Ce qui veut surtout dire que la pauvreté augmente en Guinée, en dépit d'un taux de croissance prévisionnel de 4%. La croissance ne profite donc pas à la population mais à quelques uns. Elle n'a aucune incidence sur le PIB par habitant.
Pourtant la croissance économique est le seul critère permettant à la Guinée de réussir un décollage économique, et cela passe non pas par la gestion de la rente minière, ou la simple gestion financière consistant à surveiller les taux d'inflation, de change et le déficit, mais par une vision économique passant par la création de richesses, et la meilleure façon d'y parvenir c'est l'entreprise privée.

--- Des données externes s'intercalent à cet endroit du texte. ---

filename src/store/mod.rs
//! Server-side authority over the shared graph document.
//!
//! [`GraphStore`] is the synchronous core. [`GraphService`] runs it behind a
//! single writer task, wires a [`ChangeSource`] to it with write-settle
//! debouncing, and fans changes out to viewers through a [`ViewerHub`].

mod broadcast;
mod change_source;
mod config;
mod error;
mod graph_store;
mod service;
mod storage;

pub use broadcast::{Broadcaster, ViewerFeed, ViewerHub};
pub use change_source::{ChangeSignal, ChangeSink, ChangeSource, PollingFileSource, PushSource, PushTrigger};
pub use config::StoreConfig;
pub use error::StoreError;
pub use graph_store::GraphStore;
pub use service::{GraphHandle, GraphService};
pub use storage::{DocumentStorage, FileStorage, MemoryStorage};
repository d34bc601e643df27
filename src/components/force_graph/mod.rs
//! Interactive force-directed view of a [`GraphDocument`](crate::graph::GraphDocument).
//!
//! The layers are split so everything but the canvas wiring runs natively:
//! [`GraphModel`] merges documents into simulation nodes, [`LayoutEngine`]
//! moves them, [`ForceGraphState`] owns the view and pointer handling, and
//! the component drives the animation loop.

mod component;
mod layout;
mod model;
mod render;
mod state;
mod types;

pub use component::ForceGraphCanvas;
pub use render::{edge_color, node_border, node_fill};
pub use types::{GraphEvent, GraphSettings, TypeVisibility};
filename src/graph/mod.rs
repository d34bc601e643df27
//! Shared graph document, its wire messages and the agent contract.

pub mod contract;
mod document;
mod message;

pub use document::{DocumentError, Edge, EdgeKind, GraphDocument, Node, NodeKind, NodeStatus};
pub use message::ServerMessage;
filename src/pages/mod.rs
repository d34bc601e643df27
pub mod home;
pub mod not_found;
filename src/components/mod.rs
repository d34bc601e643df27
//! Reusable UI pieces.

pub mod controls;
pub mod force_graph;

Ce qu'attendent les entreprises, c'est de pouvoir mobiliser des collaborateurs compétents, bien formés, de se développer dans un climat de confiance, sur la base de règles administratives claires, stables, prévisibles. Ce qui compte, c'est que les investisseurs, quelle que soit leur nationalité (y compris les Guinéens), trouvent de bons motifs pour choisir de placer leurs capitaux dans des entreprises implantées en Guinée.

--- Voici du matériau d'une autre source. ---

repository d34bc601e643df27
//! The authoritative graph document for the active session.

use std::sync::Arc;

use log::{debug, error, info};

use super::broadcast::Broadcaster;
use super::error::StoreError;
use super::storage::DocumentStorage;
use crate::graph::{GraphDocument, Node};

/// Holds the single authoritative document and mediates every read and write.
///
/// Mutations take `&mut self`; callers that share a store across tasks must
/// serialize access, as [`GraphService`](super::GraphService) does.
pub struct GraphStore<S> {
	storage: S,
	document: GraphDocument,
	fingerprint: String,
	broadcaster: Arc<dyn Broadcaster>,
}

impl<S: DocumentStorage> GraphStore<S> {
	/// Load the stored document, creating an empty one if none exists.
	///
	/// A malformed or unreadable document is recovered to an empty graph.
	pub fn initialize(storage: S, broadcaster: Arc<dyn Broadcaster>) -> Result<Self, StoreError> {
		let document = match storage.read() {
			Ok(Some(raw)) => GraphDocument::load(&raw),
			Ok(None) => {
				let empty = GraphDocument::empty();
				storage.write(&empty.to_json_pretty()?)?;
				empty
			}
			Err(err) => {
				error!("failed to read graph document, starting empty: {err}");
				GraphDocument::empty()
			}
		};
		Ok(Self {
			storage,
			fingerprint: document.fingerprint(),
			document,
			broadcaster,
		})
	}

	/// The current document. No I/O.
	pub fn snapshot(&self) -> &GraphDocument {
		&self.document
	}

	/// The backing storage.
	pub fn storage(&self) -> &S {
		&self.storage
	}

	/// Replace the document with an empty graph and persist it.
	///
	/// Does not notify; a session start announces itself to each viewer.
	pub fn reset(&mut self) -> Result<(), StoreError> {
		self.persist(GraphDocument::empty())?;
		info!("graph reset");
		Ok(())
	}

	/// Add `node` unless a node with the same id exists.
	///
	/// Returns whether the node was added. On success the document is
	/// persisted and a notification fires.
	pub fn append(&mut self, node: Node) -> Result<bool, StoreError> {
		if self.document.contains_node(&node.id) {
			debug!("node {:?} already present, append ignored", node.id);
			return Ok(false);
		}
		let mut next = self.document.clone();
		next.nodes.push(node);
		self.persist(next)?;
		self.announce();
		Ok(true)
	}

	/// Accept a document written by someone else.
	///
	/// Returns whether it differed from the current one. A changed document
	/// replaces the current one and a notification fires.
	pub fn on_external_change(&mut self, raw: &str) -> bool {
		let incoming = GraphDocument::load(raw);
		let fingerprint = incoming.fingerprint();
		if fingerprint == self.fingerprint {
			debug!("graph document rewritten without changes");
			return false;
		}
		self.document = incoming;
		self.fingerprint = fingerprint;
		self.announce();
		true
	}

	/// Re-read the storage and feed it through [`Self::on_external_change`].
	///
	/// Read failures and a missing document count as "no change this cycle".
	pub fn refresh(&mut self) -> bool {
		match self.storage.read() {
			Ok(Some(raw)) => self.on_external_change(&raw),
			Ok(None) => {
				debug!("graph document missing, waiting for the next write");
				false
			}
			Err(err) => {
				error!("failed to read graph document: {err}");
				false
			}
		}
	}

	fn persist(&mut self, next: GraphDocument) -> Result<(), StoreError> {
		self.storage.write(&next.to_json_pretty()?)?;
		self.fingerprint = next.fingerprint();
		self.document = next;
		Ok(())
	}

	fn announce(&self) {
		info!(
			"graph updated: {} nodes, {} edges",
			self.document.nodes.len(),
			self.document.edges.len()
		);
		self.broadcaster.broadcast(&self.document);
	}
}

#[cfg(test)]
mod tests {
	use std::io;

	use parking_lot::Mutex;

	use super::*;
	use crate::graph::{Edge, EdgeKind, NodeKind};
	use crate::store::MemoryStorage;

	#[derive(Default)]
	struct Recorder(Mutex<Vec<GraphDocument>>);

	impl Broadcaster for Recorder {
		fn broadcast(&self, document: &GraphDocument) {
			self.0.lock().push(document.clone());
		}
	}

	impl Recorder {
		fn count(&self) -> usize {
			self.0.lock().len()
		}

		fn last(&self) -> Option<GraphDocument> {
			self.0.lock().last().cloned()
		}
	}

	struct Unreadable;

	impl DocumentStorage for Unreadable {
		fn read(&self) -> io::Result<Option<String>> {
			Err(io::Error::new(io::ErrorKind::PermissionDenied, "locked"))
		}

		fn write(&self, _contents: &str) -> io::Result<()> {
			Err(io::Error::new(io::ErrorKind::PermissionDenied, "locked"))
		}
	}

	fn store_over(storage: MemoryStorage) -> (GraphStore<MemoryStorage>, Arc<Recorder>) {
		let recorder = Arc::new(Recorder::default());
		let store = GraphStore::initialize(storage, recorder.clone()).unwrap();
		(store, recorder)
	}

	const WITH_FILE: &str = r#"{
		"nodes": [
			{"id": "task_1", "type": "task", "label": "Add login"},
			{"id": "file_1", "type": "file", "label": "auth.js"}
		],
		"edges": [{"source": "task_1", "target": "file_1", "type": "produces"}]
	}"#;

	#[test]
	fn initialize_creates_missing_document() {
		let storage = MemoryStorage::new();
		let (store, _) = store_over(storage.clone());
		assert!(store.snapshot().is_empty());
		let written = storage.contents().unwrap();
		assert_eq!(GraphDocument::parse(&written).unwrap(), GraphDocument::empty());
	}

	#[test]
	fn initialize_recovers_malformed_document() {
		let (store, _) = store_over(MemoryStorage::with_contents(r#"{"nodes": "oops"}"#));
		assert!(store.snapshot().is_empty());
	}

	#[test]
	fn initialize_loads_existing_document() {
		let (store, recorder) = store_over(MemoryStorage::with_contents(WITH_FILE));
		assert_eq!(store.snapshot().nodes.len(), 2);
		assert_eq!(store.snapshot().edges.len(), 1);
		assert_eq!(recorder.count(), 0);
	}

	#[test]
	fn initialize_survives_unreadable_storage() {
		let store = GraphStore::initialize(Unreadable, Arc::new(Recorder::default())).unwrap();
		assert!(store.snapshot().is_empty());
	}

	#[test]
	fn session_start_then_append() {
		let storage = MemoryStorage::with_contents(WITH_FILE);
		let (mut store, recorder) = store_over(storage.clone());

		store.reset().unwrap();
		assert_eq!(store.snapshot(), &GraphDocument::empty());
		assert_eq!(recorder.count(), 0);

		let added = store
			.append(Node::new("task_1", NodeKind::Task, "Add login"))
			.unwrap();
		assert!(added);
		assert_eq!(store.snapshot().nodes.len(), 1);
		assert_eq!(recorder.count(), 1);
		assert!(recorder.last().unwrap().contains_node("task_1"));

		let persisted = GraphDocument::parse(&storage.contents().unwrap()).unwrap();
		assert_eq!(&persisted, store.snapshot());
	}

	#[test]
	fn duplicate_append_is_a_silent_no_op() {
		let (mut store, recorder) = store_over(MemoryStorage::with_contents(WITH_FILE));
		let before = store.snapshot().clone();
		let added = store
			.append(Node::new("file_1", NodeKind::Concept, "something else"))
			.unwrap();
		assert!(!added);
		assert_eq!(store.snapshot(), &before);
		assert_eq!(recorder.count(), 0);
	}

	#[test]
	fn failed_write_leaves_document_untouched() {
		let mut store = GraphStore {
			storage: Unreadable,
			document: GraphDocument::empty(),
			fingerprint: GraphDocument::empty().fingerprint(),
			broadcaster: Arc::new(Recorder::default()),
		};
		let err = store.append(Node::new("t", NodeKind::Task, "t")).unwrap_err();
		assert!(matches!(err, StoreError::Io(_)));
		assert!(store.snapshot().is_empty());
	}

	#[test]
	fn external_change_replaces_and_notifies_once() {
		let (mut store, recorder) = store_over(MemoryStorage::new());
		store
			.append(Node::new("task_1", NodeKind::Task, "Add login"))
			.unwrap();

		assert!(store.on_external_change(WITH_FILE));
		assert_eq!(store.snapshot().nodes.len(), 2);
		assert_eq!(
			store.snapshot().edges,
			vec![Edge::new("task_1", "file_1", EdgeKind::Produces)]
		);
		assert_eq!(recorder.count(), 2);

		// Same content, different formatting.
		let compact = serde_json::to_string(store.snapshot()).unwrap();
		assert!(!store.on_external_change(&compact));
		assert_eq!(recorder.count(), 2);
	}

	#[test]
	fn own_write_read_back_is_suppressed() {
		let storage = MemoryStorage::new();
		let (mut store, recorder) = store_over(storage);
		store.append(Node::new("t", NodeKind::Task, "t")).unwrap();
		assert!(!store.refresh());
		assert_eq!(recorder.count(), 1);
	}

	#[test]
	fn malformed_external_write_recovers_to_empty() {
		let (mut store, recorder) = store_over(MemoryStorage::with_contents(WITH_FILE));
		assert!(store.on_external_change("{\"nodes\": [ {\"id\": "));
		assert!(store.snapshot().is_empty());
		assert_eq!(recorder.count(), 1);
	}

	#[test]
	fn refresh_treats_read_failure_as_no_change() {
		let mut store = GraphStore {
			storage: Unreadable,
			document: GraphDocument::empty(),
			fingerprint: GraphDocument::empty().fingerprint(),
			broadcaster: Arc::new(Recorder::default()),
		};
		assert!(!store.refresh());
	}
}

Pourquoi la création d'entreprises ?
La création d'entreprise est sans nul doute le chemin de retour le plus difficile. En Guinée, la plupart des entreprises privées du secteur formel sont des représentations de multinationales étrangères. Cela présente des avantages pour les Guinéens en termes de sécurité, mais de nombreux inconvénients, car la valeur ajoutée repart à l'étranger. En effet, contrairement aux investissements directs étrangers (IDE), les profits réalisés par les entrepreneurs de la diaspora ne sortent pas du pays, mais restent en Guinée, où ils peuvent être réinvestis dans des banques ou dépensés au profit de l'économie locale. Le secteur privé local formel est peu développé, il n'y a pas de transfert de technologie (y compris dans le secteur minier), pas de production technologique (on n'invente rien, pourtant les Guinéens ont de l'imagination) et pas d'énergie.

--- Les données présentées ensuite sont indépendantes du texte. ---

#![cfg(not(target_arch = "wasm32"))]

use std::time::Duration;

use knowledge_graph_canvas::graph::{Edge, EdgeKind, GraphDocument, Node, NodeKind};
use knowledge_graph_canvas::store::{GraphService, MemoryStorage, PushSource, StoreConfig, StoreError};
use tokio::time::{Instant, sleep, timeout};

fn task_1() -> Node {
	Node::new("task_1", NodeKind::Task, "Add login")
}

fn agent_output() -> GraphDocument {
	GraphDocument {
		nodes: vec![task_1(), Node::new("file_1", NodeKind::File, "auth.js")],
		edges: vec![Edge::new("task_1", "file_1", EdgeKind::Produces)],
	}
}

fn memory_config() -> StoreConfig {
	StoreConfig {
		stability_window_ms: 200,
		..StoreConfig::default()
	}
}

#[tokio::test(start_paused = true)]
async fn session_start_appends_one_task() {
	let storage = MemoryStorage::new();
	let (source, _trigger) = PushSource::new();
	let handle = GraphService::spawn(storage.clone(), source, &memory_config()).unwrap();

	let mut viewer = handle.connect_viewer().await.unwrap();
	let first = viewer.recv().await.unwrap();
	assert!(first.graph().is_empty());

	assert!(handle.append(task_1()).await.unwrap());
	let snapshot = handle.snapshot();
	assert_eq!(snapshot.nodes, vec![task_1()]);

	let update = viewer.recv().await.unwrap();
	assert_eq!(update.graph(), &snapshot);
	assert!(viewer.try_recv().is_none());

	let stored = GraphDocument::parse(&storage.contents().unwrap()).unwrap();
	assert_eq!(stored, snapshot);
}

#[tokio::test(start_paused = true)]
async fn external_writes_are_read_once_after_settling() {
	let storage = MemoryStorage::new();
	let (source, trigger) = PushSource::new();
	let handle = GraphService::spawn(storage.clone(), source, &memory_config()).unwrap();

	let mut viewer = handle.connect_viewer().await.unwrap();
	viewer.recv().await.unwrap();
	handle.append(task_1()).await.unwrap();
	viewer.recv().await.unwrap();

	let expected = agent_output();
	let start = Instant::now();
	storage.set(r#"{"nodes":[{"id":"task_1","type":"task","label":"Add login"}],"edges":[]}"#);
	assert!(trigger.fire());
	sleep(Duration::from_millis(50)).await;
	storage.set(r#"{"nodes":[{"id":"task_1","type":"task","label":"Add login"},"#);
	assert!(trigger.fire());
	sleep(Duration::from_millis(50)).await;
	storage.set(serde_json::to_string(&expected).unwrap());
	assert!(trigger.fire());

	sleep(Duration::from_millis(150)).await;
	assert!(viewer.try_recv().is_none(), "read before the writes settled");

	let update = timeout(Duration::from_secs(1), viewer.recv())
		.await
		.unwrap()
		.unwrap();
	assert!(start.elapsed() >= Duration::from_millis(300));
	assert_eq!(update.graph(), &expected);
	assert_eq!(handle.snapshot(), expected);

	sleep(Duration::from_secs(1)).await;
	assert!(viewer.try_recv().is_none());
}

#[tokio::test(start_paused = true)]
async fn append_inside_settle_window_keeps_external_write() {
	let storage = MemoryStorage::new();
	let (source, trigger) = PushSource::new();
	let handle = GraphService::spawn(storage.clone(), source, &memory_config()).unwrap();
	let mut viewer = handle.connect_viewer().await.unwrap();
	viewer.recv().await.unwrap();

	let external = agent_output();
	storage.set(serde_json::to_string(&external).unwrap());
	assert!(trigger.fire());
	sleep(Duration::from_millis(50)).await;

	let task_2 = Node::new("task_2", NodeKind::Task, "Add logout");
	assert!(handle.append(task_2.clone()).await.unwrap());
	assert!(trigger.fire());

	let mut expected = external.clone();
	expected.nodes.push(task_2);
	assert_eq!(handle.snapshot(), expected);
	let stored = GraphDocument::parse(&storage.contents().unwrap()).unwrap();
	assert_eq!(stored, expected);

	assert_eq!(viewer.recv().await.unwrap().graph(), &external);
	assert_eq!(viewer.recv().await.unwrap().graph(), &expected);
	sleep(Duration::from_secs(1)).await;
	assert!(viewer.try_recv().is_none());
	assert_eq!(handle.snapshot(), expected);
}

#[tokio::test(start_paused = true)]
async fn connecting_a_viewer_resets_the_session() {
	let storage = MemoryStorage::with_contents(serde_json::to_string(&agent_output()).unwrap());
	let (source, _trigger) = PushSource::new();
	let handle = GraphService::spawn(storage.clone(), source, &memory_config()).unwrap();
	assert_eq!(handle.snapshot().nodes.len(), 2);

	let mut viewer = handle.connect_viewer().await.unwrap();
	assert!(viewer.recv().await.unwrap().graph().is_empty());
	assert!(handle.snapshot().is_empty());
	assert!(GraphDocument::parse(&storage.contents().unwrap()).unwrap().is_empty());
	assert_eq!(handle.viewer_count(), 1);
}

#[tokio::test(start_paused = true)]
async fn duplicate_append_is_silent() {
	let (source, _trigger) = PushSource::new();
	let handle = GraphService::spawn(MemoryStorage::new(), source, &memory_config()).unwrap();
	let mut viewer = handle.connect_viewer().await.unwrap();
	viewer.recv().await.unwrap();

	assert!(handle.append(task_1()).await.unwrap());
	assert!(!handle.append(Node::new("task_1", NodeKind::Task, "Other")).await.unwrap());
	assert_eq!(handle.snapshot().nodes, vec![task_1()]);

	viewer.recv().await.unwrap();
	assert!(viewer.try_recv().is_none());
}

#[tokio::test(start_paused = true)]
async fn a_silent_viewer_does_not_hold_back_others() {
	let config = StoreConfig {
		viewer_capacity: 2,
		..memory_config()
	};
	let (source, _trigger) = PushSource::new();
	let handle = GraphService::spawn(MemoryStorage::new(), source, &config).unwrap();
	let mut silent = handle.connect_viewer().await.unwrap();
	let mut active = handle.connect_viewer().await.unwrap();
	active.recv().await.unwrap();

	for i in 0..4 {
		handle
			.append(Node::new(format!("task_{i}"), NodeKind::Task, "work"))
			.await
			.unwrap();
		let update = active.recv().await.unwrap();
		assert_eq!(update.graph().nodes.len(), i + 1);
	}

	assert!(silent.recv().await.unwrap().graph().is_empty());
	let caught_up = silent.recv().await.unwrap();
	assert_eq!(caught_up.graph().nodes.len(), 3);
}

#[tokio::test(start_paused = true)]
async fn shutdown_closes_the_handle() {
	let (source, trigger) = PushSource::new();
	let handle = GraphService::spawn(MemoryStorage::new(), source, &memory_config()).unwrap();
	handle.shutdown().await;

	let result = handle.append(task_1()).await;
	assert!(matches!(result, Err(StoreError::Closed)));
	sleep(Duration::from_millis(10)).await;
	assert!(!trigger.fire());
}

#[tokio::test]
async fn polled_file_reports_only_foreign_writes() {
	let dir = tempfile::tempdir().unwrap();
	let path = dir.path().join("knowledge_graph.json");
	let config = StoreConfig {
		stability_window_ms: 50,
		poll_interval_ms: 10,
		..StoreConfig::at(&path)
	};
	let handle = GraphService::open(&config).unwrap();
	assert!(path.exists());

	let mut viewer = handle.connect_viewer().await.unwrap();
	assert!(viewer.recv().await.unwrap().graph().is_empty());

	handle.append(task_1()).await.unwrap();
	let own = viewer.recv().await.unwrap();
	assert_eq!(own.graph().nodes, vec![task_1()]);

	let expected = agent_output();
	std::fs::write(&path, serde_json::to_string_pretty(&expected).unwrap()).unwrap();
	let update = timeout(Duration::from_secs(5), viewer.recv())
		.await
		.unwrap()
		.unwrap();
	assert_eq!(update.graph(), &expected);

	assert!(timeout(Duration::from_millis(300), viewer.recv()).await.is_err());
	handle.shutdown().await;
}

Il faut développer le capitalisme familial qui s'implante localement et inscrit son action dans la durée, voire le statut coopératif ou mutualiste.
Le problème essentiel est que les gens n'ont pas d'emplois, qui sont devenus une denrée rare, à tel point que certains ont même du mal à vouloir partager avec la diaspora, parce qu'ils raisonnent en termes d'emplois publics, et pensent que ceux-ci vont phagocyter tous ces emplois. Le népotisme (voire même le communautarisme) constitue le mode d'accès privilégié à la fonction publique, indépendamment des compétences. Personnellement, je pense même que les problèmes vis-à-vis de la diaspora sont davantage liés à cet état de fait, qu'à l'origine ethnique supposée des diaspos.
En aidant à la création d'entreprises, et en exploitant judicieusement les moyens financiers et humains de sa diaspora, la Guinée résoudrait de manière considérable ses problèmes de développement. Ces moyens peuvent à n'en point douter contribuer à réduire l'assistance et les aides diverses qui proviennent des pays riches et qui sont sources d'endettement. Fort de cela, la Guinée gagnerait à attirer au maximum l'épargne de la diaspora. Cette épargne peut être orientée vers des investissements productifs créateurs de valeurs ajoutées. En cela, le gouvernement doit prendre des mesures incitatives qui favorisent l'apport des contributions diverses de la diaspora (voir ci-après).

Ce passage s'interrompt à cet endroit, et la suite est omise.